(Records for this exercise Opens)

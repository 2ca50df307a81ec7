// src/diff/history.rs
// File-history mode: one segment per commit touching a file

use super::parse::{split_hunks, split_lines};
use super::types::DiffFileSegment;
use chrono::{DateTime, Utc};
use serde::{Deserialize, Serialize};

const MAX_MESSAGE_CHARS: usize = 220;
const SHORT_SHA_LEN: usize = 7;

/// One commit's change to the file under review
#[derive(Debug, Clone, PartialEq, Eq, Serialize, Deserialize)]
pub struct CommitPatch {
    pub sha: String,
    #[serde(default)]
    pub author: String,
    #[serde(default)]
    pub date: String,
    #[serde(default)]
    pub message: String,
    /// Per-file patch text; absent for binary or too-large changes
    #[serde(default)]
    pub patch: Option<String>,
    #[serde(default)]
    pub other_files: Vec<String>,
}

impl CommitPatch {
    pub fn short_sha(&self) -> &str {
        match self.sha.char_indices().nth(SHORT_SHA_LEN) {
            Some((idx, _)) => &self.sha[..idx],
            None => &self.sha,
        }
    }

    /// First line of the message, capped at 220 chars
    pub fn headline(&self) -> String {
        let first = self.message.lines().next().unwrap_or("").trim();
        first.chars().take(MAX_MESSAGE_CHARS).collect()
    }
}

/// Render an ISO-8601 timestamp as `YYYY-MM-DD HH:MM` UTC, or return it unchanged
pub fn format_commit_date(raw: &str) -> String {
    match DateTime::parse_from_rfc3339(raw) {
        Ok(dt) => dt.with_timezone(&Utc).format("%Y-%m-%d %H:%M").to_string(),
        Err(_) => raw.to_string(),
    }
}

/// Build one segment per commit, in the given order
pub fn commit_segments(file_path: &str, commits: &[CommitPatch]) -> Vec<DiffFileSegment> {
    commits
        .iter()
        .map(|commit| commit_segment(file_path, commit))
        .collect()
}

fn commit_segment(file_path: &str, commit: &CommitPatch) -> DiffFileSegment {
    let mut segment = DiffFileSegment::new(file_path);

    segment.preamble.push(format!(
        "=== Commit {} \u{2014} {} \u{2014} {} ===",
        commit.short_sha(),
        format_commit_date(&commit.date),
        commit.author
    ));
    segment.preamble.push(format!("Message: {}", commit.headline()));
    segment.preamble.push(format!("File: {}", file_path));

    match commit.patch.as_deref().filter(|p| !p.trim().is_empty()) {
        Some(patch) => {
            let lines = split_lines(patch);
            let (extra, hunks) = split_hunks(&lines);
            segment.preamble.extend(extra);
            segment.hunks = hunks;
        }
        None => segment
            .preamble
            .push("(No patch for this file in this commit)".to_string()),
    }

    if !commit.other_files.is_empty() {
        segment.trailer.push(String::new());
        segment.trailer.push("Other files modified:".to_string());
        segment
            .trailer
            .extend(commit.other_files.iter().map(|f| format!("- {}", f)));
    }

    segment
}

(Records for this exercise Closes)

◆ Exercise aim: Out of the preceding entries, pull each line that contains the word "match".

◆ Result below:
        match self.sha.char_indices().nth(SHORT_SHA_LEN) {
    match DateTime::parse_from_rfc3339(raw) {
    match commit.patch.as_deref().filter(|p| !p.trim().is_empty()) {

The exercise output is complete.